I think I should integrate this into my understanding of how media groups work. The commercial ones are very much like the hallways and playgrounds; the publicly-owned ones are precisely like the teacher classroom: arbitrary, centralized, extremely bureaucratic, oppressive.
This seems to scan across the entire media world.
Related (sorta):
Chuck, have you ever read Lee Harris’ “The Intellectual Origins of America-Bashing?” A very good essay I think.
http://www.hoover.org/publications/policy-review/article/6615
Imagine the notion of “intellectuals’ opposition” to Capitalism?
You literally have to be an idiot to believe that you can argue for destruction of that which is weaved into the very nature of reality.
Another way of stating that man strives towards Supremacy or he is in descent is to state that man seeks credibility or he is simple has no desire to be credible.
And what is man’s credibility other than his intangible capital? Of course, intangible capital IS THE FOUNDATION of tangible capital.
Way back when, the value of land was predicated on VIOLENCE. Meaning, the tangible piece of capital was valued based on the credibility of the man holding it and prepared TO KILL YOU if you attempted to take it.
Value = man’s credibility.
Coming full circle, the “intellectuals’ opposition” to Capitalism is really just the pathetic and deceptive attempt to “capitalize” on the ignorance of masses by gaining credibility for their deceptively erroneous and degenerate “insights.”
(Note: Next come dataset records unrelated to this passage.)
use std::collections::HashMap;
use std::sync::Arc;

use crate::analysis::text::round_to;
use crate::lexicon::{booster_scalar, is_negation, Lexicon};
use crate::models::SentimentScores;

/// Emphasis added to an ALL-CAPS sentiment word in mixed-case text.
const CAPS_INCREMENT: f64 = 0.733;
/// Multiplier applied to a valence preceded by a negation.
const NEGATION_SCALAR: f64 = -0.74;
/// Normalization constant for the compound score.
const COMPOUND_ALPHA: f64 = 15.0;
const EXCLAMATION_INCREMENT: f64 = 0.292;
const MAX_EXCLAMATIONS: usize = 4;
const QUESTION_INCREMENT: f64 = 0.18;
const MAX_QUESTION_EMPHASIS: f64 = 0.96;
/// How many preceding tokens can modify a sentiment word.
const MODIFIER_WINDOW: usize = 3;

/// Lexicon-based polarity scorer producing neg/neu/pos proportions and a
/// normalized compound score in [-1, 1].
pub struct SentimentScorer {
    lexicon: Arc<Lexicon>,
}

impl SentimentScorer {
    pub fn new(lexicon: Arc<Lexicon>) -> Self {
        Self { lexicon }
    }

    pub fn score(&self, text: &str) -> SentimentScores {
        let valences = match self.lexicon.sentiment() {
            Ok(valences) => valences,
            Err(e) => {
                tracing::warn!("{}; reporting neutral sentiment", e);
                return SentimentScores::neutral();
            }
        };

        let tokens = tokenize(text);
        if tokens.is_empty() {
            tracing::debug!("No tokens to score for sentiment");
            return SentimentScores::neutral();
        }

        let sentiments = self.token_valences(&tokens, valences);
        let sentiments = apply_but_shift(&tokens, sentiments);
        let punctuation = punctuation_emphasis(text);

        polarity(&sentiments, punctuation)
    }

    fn token_valences(&self, tokens: &[&str], valences: &HashMap<String, f64>) -> Vec<f64> {
        let lowered: Vec<String> = tokens.iter().map(|t| t.to_lowercase()).collect();
        let caps_differential = has_caps_differential(tokens);

        tokens
            .iter()
            .enumerate()
            .map(|(i, token)| {
                let word = lowered[i].as_str();
                if booster_scalar(word).is_some() {
                    return 0.0;
                }
                let Some(&base) = valences.get(word) else {
                    return 0.0;
                };

                let mut valence = base;
                if caps_differential && is_all_caps(token) {
                    valence += CAPS_INCREMENT * valence.signum();
                }

                for distance in 1..=MODIFIER_WINDOW.min(i) {
                    let preceding = lowered[i - distance].as_str();
                    if !valences.contains_key(preceding) {
                        let mut scalar =
                            booster_adjustment(tokens[i - distance], preceding, valence, caps_differential);
                        scalar *= match distance {
                            2 => 0.95,
                            3 => 0.9,
                            _ => 1.0,
                        };
                        valence += scalar;
                    }
                    if is_negation(preceding) {
                        valence *= NEGATION_SCALAR;
                    }
                }

                valence
            })
            .collect()
    }
}

fn tokenize(text: &str) -> Vec<&str> {
    text.split_whitespace()
        .map(|t| t.trim_matches(|c: char| c.is_ascii_punctuation() && c != '\''))
        .map(|t| t.trim_matches('\''))
        .filter(|t| t.chars().count() > 1)
        .collect()
}

fn is_all_caps(token: &str) -> bool {
    token.chars().any(char::is_alphabetic)
        && token.chars().filter(|c| c.is_alphabetic()).all(char::is_uppercase)
}

fn has_caps_differential(tokens: &[&str]) -> bool {
    let caps = tokens.iter().filter(|t| is_all_caps(t)).count();
    caps > 0 && caps < tokens.len()
}

fn booster_adjustment(token: &str, lowered: &str, valence: f64, caps_differential: bool) -> f64 {
    let Some(mut scalar) = booster_scalar(lowered) else {
        return 0.0;
    };
    if valence < 0.0 {
        scalar = -scalar;
    }
    if caps_differential && is_all_caps(token) {
        scalar += CAPS_INCREMENT * valence.signum();
    }
    scalar
}

/// Sentiment before "but" is dampened, after it amplified.
fn apply_but_shift(tokens: &[&str], mut sentiments: Vec<f64>) -> Vec<f64> {
    let Some(pivot) = tokens.iter().position(|t| t.eq_ignore_ascii_case("but")) else {
        return sentiments;
    };

    for (i, sentiment) in sentiments.iter_mut().enumerate() {
        if i < pivot {
            *sentiment *= 0.5;
        } else if i > pivot {
            *sentiment *= 1.5;
        }
    }
    sentiments
}

fn punctuation_emphasis(text: &str) -> f64 {
    let exclamations = text.matches('!').count().min(MAX_EXCLAMATIONS);
    let questions = text.matches('?').count();

    let question_emphasis = match questions {
        0 | 1 => 0.0,
        2..=3 => questions as f64 * QUESTION_INCREMENT,
        _ => MAX_QUESTION_EMPHASIS,
    };

    exclamations as f64 * EXCLAMATION_INCREMENT + question_emphasis
}

fn polarity(sentiments: &[f64], punctuation: f64) -> SentimentScores {
    let mut sum: f64 = sentiments.iter().sum();
    if sum > 0.0 {
        sum += punctuation;
    } else if sum < 0.0 {
        sum -= punctuation;
    }
    let compound = (sum / (sum * sum + COMPOUND_ALPHA).sqrt()).clamp(-1.0, 1.0);

    let mut positive: f64 = 0.0;
    let mut negative: f64 = 0.0;
    let mut neutral: f64 = 0.0;
    for &s in sentiments {
        if s > 0.0 {
            positive += s + 1.0;
        } else if s < 0.0 {
            negative += s - 1.0;
        } else {
            neutral += 1.0;
        }
    }

    if positive > negative.abs() {
        positive += punctuation;
    } else if positive < negative.abs() {
        negative -= punctuation;
    }

    let total = positive + negative.abs() + neutral;
    if total == 0.0 {
        return SentimentScores::neutral();
    }

    SentimentScores {
        neg: round_to((negative / total).abs(), 3),
        neu: round_to((neutral / total).abs(), 3),
        pos: round_to((positive / total).abs(), 3),
        compound: round_to(compound, 4),
    }
}

#[cfg(test)]
mod tests {
    use super::*;

    fn scorer() -> SentimentScorer {
        SentimentScorer::new(Arc::new(Lexicon::embedded()))
    }

    #[test]
    fn test_positive_text() {
        let scores = scorer().score("Our team is excellent and customers love the product.");
        assert!(scores.compound > 0.5, "compound was {}", scores.compound);
        assert!(scores.pos > scores.neg);
    }

    #[test]
    fn test_negative_text() {
        let scores = scorer().score("The process is broken, slow and frustrating.");
        assert!(scores.compound < -0.5, "compound was {}", scores.compound);
        assert!(scores.neg > scores.pos);
    }

    #[test]
    fn test_negation_flips_polarity() {
        let plain = scorer().score("The results are good.");
        let negated = scorer().score("The results are not good.");
        assert!(plain.compound > 0.0);
        assert!(negated.compound < 0.0);
    }

    #[test]
    fn test_booster_intensifies() {
        let plain = scorer().score("The results are good.");
        let boosted = scorer().score("The results are very good.");
        assert!(boosted.compound > plain.compound);
    }

    #[test]
    fn test_exclamation_intensifies() {
        let plain = scorer().score("The results are good.");
        let excited = scorer().score("The results are good!!!");
        assert!(excited.compound > plain.compound);
    }

    #[test]
    fn test_but_shifts_weight_to_second_clause() {
        let scores = scorer().score("The market is difficult but our product is great.");
        assert!(scores.compound > 0.0);
    }

    #[test]
    fn test_proportions_sum_to_one() {
        let scores = scorer().score("We solve a painful problem with a great solution.");
        let total = scores.neg + scores.neu + scores.pos;
        assert!((total - 1.0).abs() < 0.01, "total was {}", total);
        assert!(scores.compound >= -1.0 && scores.compound <= 1.0);
    }

    #[test]
    fn test_reference_compounds() {
        let scorer = scorer();
        let cases = [
            ("The book was good.", 0.4404),
            ("VADER is smart, handsome, and funny.", 0.8316),
            ("VADER is smart, handsome, and funny!", 0.8439),
            ("VADER is very smart, handsome, and funny.", 0.8545),
            ("VADER is VERY SMART, handsome, and FUNNY.", 0.9227),
            ("VADER is VERY SMART, handsome, and FUNNY!!!", 0.9342),
            ("VADER is not smart, handsome, nor funny.", -0.7424),
            ("Today SUX!", -0.5461),
            ("Not bad at all", 0.431),
            ("At least it isn't a horrible book.", 0.431),
        ];
        for (text, expected) in cases {
            let scores = scorer.score(text);
            assert!(
                (scores.compound - expected).abs() < 1e-9,
                "{}: expected {}, got {}",
                text,
                expected,
                scores.compound
            );
        }

        let scores = scorer.score("VADER is smart, handsome, and funny.");
        assert_eq!((scores.neg, scores.neu, scores.pos), (0.0, 0.254, 0.746));
    }

    #[test]
    fn test_common_pitch_vocabulary_is_scored() {
        let scores = scorer()
            .score("We are thrilled to disrupt a stagnant industry and customers adore us.");
        assert!(scores.compound > 0.5, "compound was {}", scores.compound);
        assert!(scores.neg > 0.0);
    }

    #[test]
    fn test_empty_text_is_neutral() {
        assert_eq!(scorer().score(""), SentimentScores::neutral());
        assert_eq!(scorer().score("! ? ."), SentimentScores::neutral());
    }

    #[test]
    fn test_text_without_lexicon_words_is_fully_neutral() {
        let scores = scorer().score("Quarterly logistics routing report.");
        assert_eq!(scores.compound, 0.0);
        assert_eq!(scores.neu, 1.0);
    }

    #[test]
    fn test_unavailable_lexicon_is_neutral() {
        let scorer = SentimentScorer::new(Arc::new(Lexicon::empty()));
        assert_eq!(scorer.score("This is a great product!"), SentimentScores::neutral());
    }
}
The irony is that any pronounced opposition to intellectuals will probably be met with derision even by non-intellectuals. See Rick Santorum’s recent flub: http://politix.topix.com/homepage/2144-santorum-we-will-never-have-the-smart-people-on-our-side
Also, this post by Mark Ames – who absolutely loathes libertarians – comes to mind with your reference to schooling. An Occupy guy gets burned badly by him for daring to talk about releasing kids from the clutches of schools (or what he calls “prisons”).
oops, Ames link: http://nsfwcorp.co/oflln3
I’m not sure I really agree with at least the second excerpt. It’s promoting the idea of the nerdy unpopular, unattractive kid and the handsome dumb jock. The only place this exists are John Hughes films and ‘urban’ schools.
Back in the rest of America at least, when it rains it pours. Those ‘wordsmiths’ are likely to do well in the playground and hallway as well, because their glibness is an important factor in the popularity contest. Not to mention that you often see the reality of the tall, good looking, high SES students also being the ones that have a high IQ, including high verbal capacity and get good if not great grades.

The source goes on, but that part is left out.